Digital assets are often based on the blockchain, which is a type of decentralized database technology (Distributed Ledger Technology or DLT for short). Digital assets can have associated ownership or usage rights and be stored and transferred electronically. A digital asset can be a digital image, the points in a digital loyalty program like UBS KeyClub, or a conventional financial asset like a company stock. Cryptocurrencies are also digital assets.

How do these terms relate to each other?

The graphic shows that cryptocurrencies are digital assets. These are stored on the blockchain, which is a particular type of Distributed Ledger Technology (DLT).

Relationship between DLTs, blockchain, digital assets and cryptocurrencies.

The key terms explained

Distributed Ledger Technology (DLT): A ledger is a decentralized and digitally managed account book where transactions are stored. To make it secure and trustworthy, the ledger database uses a network of computers that store copies of the ledger, hence the term “distributed.”

Blockchain: Blockchain is a type of DLT but with an important difference. Not only is the blockchain distributed, it also saves the sequence in which it is modified. This means that historical data like sales and purchases cannot be changed.

Cryptography: This is used to ensure that data is encrypted and can only be accessed by authorized persons. Encryption is used not just for the blockchain but also in E-Banking, for example.

Fungible assets: Digital assets are often categorized as fungible and non-fungible. Fungible means interchangeable. In other words, these are assets that can be interchanged rather than being unique. They include securities, gold or cryptocurrencies like Bitcoin or Ether.

Non-fungible assets: These assets are unique and cannot be interchanged. They include, for example, a work of art or an apartment. They have unique attributes. In the blockchain they are called Non-Fungible Tokens (NFT). Examples include certificates, diplomas or a unique, digital work of art.

The benefits of digital assets

  • Lower transaction costs: Digital assets typically have lower transaction costs than conventional assets like stocks or other securities.
  • Fast transactions: Digital assets can be traded any day of the week and at any time of the day or night, giving you more control over the transaction. Conventional stock markets and banks have restricted opening times.
  • Independence: Digital assets are often stored and traded on public networks. This gives you freedom regarding your own assets, but also means new risks because of the lack of an intermediary (typically a bank).

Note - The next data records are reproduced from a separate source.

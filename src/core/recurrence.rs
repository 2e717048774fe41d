//! Recurrence date calculator
//!
//! Computes the next occurrence date for recurring expenses and decides
//! whether a recurring expense is due. The date arithmetic is
//! calendar-aware: month-based frequencies clamp to the last valid day of
//! the target month (Jan 31 + monthly = Feb 28, or Feb 29 in a leap
//! year).

use chrono::{Days, Months, NaiveDate};
use serde::{Deserialize, Serialize};

/// Recurrence frequencies supported for recurring expenses
#[derive(Debug, Clone, Copy, PartialEq, Eq, Serialize, Deserialize)]
#[serde(rename_all = "lowercase")]
pub enum Frequency {
    /// Every day
    Daily,

    /// Every 7 days
    Weekly,

    /// Every 14 days
    Biweekly,

    /// Every calendar month
    Monthly,

    /// Every 3 calendar months
    Quarterly,

    /// Every 12 calendar months
    Yearly,
}

/// Compute the next occurrence of a recurring expense
///
/// Adds 1/7/14 days or 1/3/12 months to the given date. Month arithmetic
/// clamps to the last valid day of the target month, so a schedule
/// anchored on the 31st drifts to shorter month ends and stays there.
///
/// Dates past the supported calendar range saturate at the maximum
/// representable date.
///
/// # Arguments
///
/// * `date` - The current occurrence date
/// * `frequency` - How often the expense recurs
pub fn next_occurrence(date: NaiveDate, frequency: Frequency) -> NaiveDate {
    match frequency {
        Frequency::Daily => date.checked_add_days(Days::new(1)),
        Frequency::Weekly => date.checked_add_days(Days::new(7)),
        Frequency::Biweekly => date.checked_add_days(Days::new(14)),
        Frequency::Monthly => date.checked_add_months(Months::new(1)),
        Frequency::Quarterly => date.checked_add_months(Months::new(3)),
        Frequency::Yearly => date.checked_add_months(Months::new(12)),
    }
    .unwrap_or(NaiveDate::MAX)
}

/// Schedule state of a recurring expense
///
/// Tracks when a recurring expense next materializes and whether the
/// schedule is still running. The surrounding system owns the actual
/// expense template; this type only answers "is it due" and rolls the
/// schedule forward.
#[derive(Debug, Clone, PartialEq, Eq)]
pub struct RecurrenceSchedule {
    /// Whether the schedule is still running
    pub active: bool,

    /// Last date the schedule may fire, inclusive
    pub end_date: Option<NaiveDate>,

    /// Date the next expense is due to materialize
    pub next_occurrence: NaiveDate,

    /// How often the expense recurs
    pub frequency: Frequency,
}

impl RecurrenceSchedule {
    /// Whether an expense should materialize as of the given date
    ///
    /// Returns false when the schedule is inactive, ended before the
    /// given date, or not yet due.
    pub fn is_due(&self, today: NaiveDate) -> bool {
        if !self.active {
            return false;
        }
        if self.end_date.is_some_and(|end| end < today) {
            return false;
        }
        if self.next_occurrence > today {
            return false;
        }
        true
    }

    /// Roll the schedule forward one period
    ///
    /// Advances `next_occurrence` by the schedule frequency. Called after
    /// the due expense has been materialized.
    pub fn advance(&mut self) {
        self.next_occurrence = next_occurrence(self.next_occurrence, self.frequency);
    }
}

The risks of digital assets

  • Deregulation: Independence can be beneficial but also means new risks, because public networks are not regulated (i.e., not regulated by law). These risks include criminal activities like money laundering.
  • Volatility: The value of digital assets and cryptocurrencies in particular can fluctuate wildly.
  • Cybercrime: Users of decentralized networks rarely use their own name. Instead they use pseudonyms, which can facilitate cybercrime.
  • Environment: Bitcoin is responsible for 69 million tons of CO2 emissions every year. By comparison, the whole of Switzerland generates around 37 million tons of CO2 a year. Bitcoin needs so much energy because of the huge computing power required by the blockchain.